Also we can define conditional entropy of two random variables X and Y as follows:

\[H(X|Y) = - \sum_{i,j} p(x_i,y_j) \log_2 \left( \frac{p(x_i,y_j)}{p(y_j)} \right)\]

Mutual Information

The mutual information between two random variables (X and Y) is a quantification of the amount of information that is obtained about one random variable from the other.

\[I(X;Y) = \sum_{y \in Y} \sum_{x \in X} p(x,y) log_2 \left( \frac{p(x,y)}{p(x)p(y)} \right)\] \[\sum_{x,y} p(x,y) \log_2 \left( \frac{p(x,y)}{p(x)} \right) - \sum_{x,y} p(x,y) \log_2( p(y) )\] \[\sum_{x} p(x) \sum_{y} p(y | x) \log_2( p(y | x) - \sum_{y} \log_2( p(y) ) \sum_{x} p(x,y)\] \[\sum_{x} p(x) H(Y | X=x) - \sum_{y} \log_2( p(y) ) p(y)\] \[H(Y) - H(Y | X) = H(X) - H(X | Y)\]

Invariance to invertible transforms

For any invertible functions \(\Phi, \Psi\):

\[I(X;Y) = I(\Phi(X);\Psi(Y))\]

Data Processing Inequality (DPI)

For any markovian chain of random variables \(X \rightarrow T \rightarrow Y\):

\[I(X;Y) \geq I(X;Z)\]

DNNs form a Markov Chain

Encoder Decoder

\[Y \rightarrow X \rightarrow X \rightarrow T_1 \rightarrow T_2 .. \rightarrow T_i \rightarrow .. \rightarrow \hat{Y}\]

The output of each layer may be considered as a random variable \(T\), and thus is just a representation of the input random variable. Each such representation \(T\) may be defined using an encoder distribution \(P(T \lvert X)\) and \(P(\hat{Y} \lvert T)\). Such distributions may be further used to describe \(I_X = I(X;T)\) and \(I_Y = I(T;Y)\). Collectively, plotting \(I_X\), \(I_Y\) over time(during training) for different layers can help us understand the dynamics of what actually happens during training.

By the data processing inequality we have:

\[I(X;Y) \geq I(T_1;Y) \geq I(T_1;Y) \geq I(T_i;Y) … \geq I(\hat{Y};Y)\] \[H(X) \geq I(X;T_1) \geq I(X;T_2) \geq I(X;T_i) … \geq I(X;\hat{Y})\]

These two set of inequalities tell us that the plot of \(I_X\) vs \(I_Y\) will be monotonically increasing as we move from the predicted variable to the input variable. (across the layers)

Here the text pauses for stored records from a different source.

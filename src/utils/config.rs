//! Relay configuration

use serde::{Deserialize, Serialize};
use std::path::PathBuf;
use std::time::Duration;

/// Relay settings
#[derive(Debug, Clone, Serialize, Deserialize)]
pub struct RelaySettings {
    /// Interface to bind
    pub host: String,

    /// Listening port
    pub port: u16,

    /// Origins allowed to call the API. Empty allows any origin.
    pub allowed_origins: Vec<String>,

    /// Lifetime of a cached result (seconds)
    pub cache_ttl_secs: u64,

    /// Upper bound on cached identifiers, unbounded when unset
    pub cache_max_entries: Option<usize>,

    /// Budget for a single yt-dlp invocation (seconds)
    pub fetch_timeout_secs: u64,

    /// Explicit yt-dlp binary, discovered when unset
    pub ytdlp_path: Option<PathBuf>,

    /// Which formats survive normalization
    pub format_policy: FormatPolicy,
}

impl Default for RelaySettings {
    fn default() -> Self {
        Self {
            host: "0.0.0.0".to_string(),
            port: 8080,
            allowed_origins: Vec::new(),
            cache_ttl_secs: 3600, // 1 hour
            cache_max_entries: None,
            fetch_timeout_secs: 30,
            ytdlp_path: None,
            format_policy: FormatPolicy::AnyStream,
        }
    }
}

impl RelaySettings {
    /// Clamp values that would make the relay useless
    pub fn sanitized(mut self) -> Self {
        if self.cache_ttl_secs == 0 {
            self.cache_ttl_secs = 1;
        }
        if self.fetch_timeout_secs == 0 {
            self.fetch_timeout_secs = 1;
        }
        if self.cache_max_entries == Some(0) {
            self.cache_max_entries = Some(1);
        }
        self.allowed_origins = self
            .allowed_origins
            .into_iter()
            .map(|o| o.trim().trim_end_matches('/').to_string())
            .filter(|o| !o.is_empty())
            .collect();
        self
    }

    pub fn cache_ttl(&self) -> Duration {
        Duration::from_secs(self.cache_ttl_secs)
    }

    pub fn fetch_timeout(&self) -> Duration {
        Duration::from_secs(self.fetch_timeout_secs)
    }

    /// `host:port` pair for the listener
    pub fn bind_address(&self) -> String {
        format!("{}:{}", self.host, self.port)
    }
}

/// Format filtering policy
#[derive(Debug, Clone, Copy, PartialEq, Eq, Serialize, Deserialize, clap::ValueEnum)]
#[serde(rename_all = "kebab-case")]
pub enum FormatPolicy {
    /// Keep formats carrying audio, video, or both
    AnyStream,
    /// Keep only muxed formats carrying both audio and video
    AudioAndVideo,
}

impl FormatPolicy {
    /// Get string representation for display
    pub fn as_str(&self) -> &'static str {
        match self {
            FormatPolicy::AnyStream => "any-stream",
            FormatPolicy::AudioAndVideo => "audio-and-video",
        }
    }
}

Information Bottleneck applied to understand DNNs

Any DNN, given the set of input and output and a predefined learning task, tries to learn some representation \(T\) of \(X\) which characterized \(Y\). What might be a good enough representation? One such representation is the minimal sufficient statistic. Tishby et al. 1999, gave an optimization problem which gives an approximate sufficient statistic. This framework represents the tradeoff between the compression of the input variable \(X\) and the prediction of \(Y\).

For a markov chain \(Y \rightarrow X \rightarrow X \rightarrow T \rightarrow \hat{Y}\), with probability distributions \(p(t \lvert x), p(t), p(y \lvert t)\) minimize:

\[\min_{p(t \lvert x), p(t), p(y \lvert t)} {I(X;T) - \beta I(T;Y)}\]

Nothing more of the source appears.